I'm not afraid of dying as much as I'm afraid of losing. Losing the people I love.

I've never made a wish for myself. If my wishes get granted, they will happen for others. I can only pray. And wish. While this may seem like a selfless act, it's not. It's about as selfish as one person can get. I am terrified of losing anyone close to me. I want your dreams to come true, because that means you're still having them.

I never thought I was going to live a long life. It's the truth. But it's not sad. I like a little more, hate a little less, laugh a little harder, explore with more intensity, love with all my heart, and savor with all my insecurity. My threshold for heartache is small. Make no mistake, I am weak. But I am strong from the family that surrounds me. I am strong in the joys my friends have in their lives. I am strong from humor. And I am strong from love.

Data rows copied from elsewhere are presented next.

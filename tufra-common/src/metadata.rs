//! Ceremony building blocks: the fixed role model of the repository
//! service, loading of signing keys from disk and initialization of the
//! signed root metadata that anchors the repository. All metadata schema
//! and signing primitives come from `tough`.

use std::collections::{BTreeMap, HashMap};
use std::fmt;
use std::num::NonZeroU64;
use std::path::Path;

use chrono::{Duration, Utc};
use olpc_cjson::CanonicalFormatter;
use ring::rand::SecureRandom;
use serde::{Deserialize, Serialize};
use serde_json::Value;
use sha2::{Digest, Sha256};
use tough::schema::{RoleKeys, RoleType};
use tough::sign::{parse_keypair, Sign};

pub use tough::schema::decoded::{Decoded, Hex};
pub use tough::schema::key::Key;
pub use tough::schema::{Root, Signature, Signed};

use crate::error::Error;

/// TUF specification version written into generated metadata.
pub const SPEC_VERSION: &str = "1.0.31";

/// Roles the repository service knows about. `bins` is the delegated
/// hash-bin role family, the other four are the TUF top-level roles.
#[derive(Debug, Clone, Copy, PartialEq, Eq, PartialOrd, Ord, Serialize, Deserialize)]
#[serde(rename_all = "lowercase")]
pub enum Role {
    Root,
    Targets,
    Snapshot,
    Timestamp,
    Bins,
}

impl Role {
    pub const ALL: [Role; 5] = [
        Role::Root,
        Role::Targets,
        Role::Snapshot,
        Role::Timestamp,
        Role::Bins,
    ];

    pub fn name(self) -> &'static str {
        match self {
            Role::Root => "root",
            Role::Targets => "targets",
            Role::Snapshot => "snapshot",
            Role::Timestamp => "timestamp",
            Role::Bins => "bins",
        }
    }

    /// Roles whose keys stay offline after the ceremony.
    pub fn is_offline(self) -> bool {
        matches!(self, Role::Root | Role::Targets)
    }

    /// The top-level role type, `None` for the delegated bins role.
    pub fn role_type(self) -> Option<RoleType> {
        match self {
            Role::Root => Some(RoleType::Root),
            Role::Targets => Some(RoleType::Targets),
            Role::Snapshot => Some(RoleType::Snapshot),
            Role::Timestamp => Some(RoleType::Timestamp),
            Role::Bins => None,
        }
    }
}

impl fmt::Display for Role {
    fn fmt(&self, f: &mut fmt::Formatter<'_>) -> fmt::Result {
        f.write_str(self.name())
    }
}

As I gain another year in age, I promise to be there for you when wanted at your child's birthdays, graduations, and their own sets of weddings. I promise to be there for you. Not because of duty, but because I want and need you in my life to keep me strong. I don't know where my life will take me, but I can tell you that I am happy as of right now. As with every birthday, I wish for you to make your own wishes and see them come true. Your joy is my strength and I thank you for letting me be a part of your life.

Sincerely,
Kevin L.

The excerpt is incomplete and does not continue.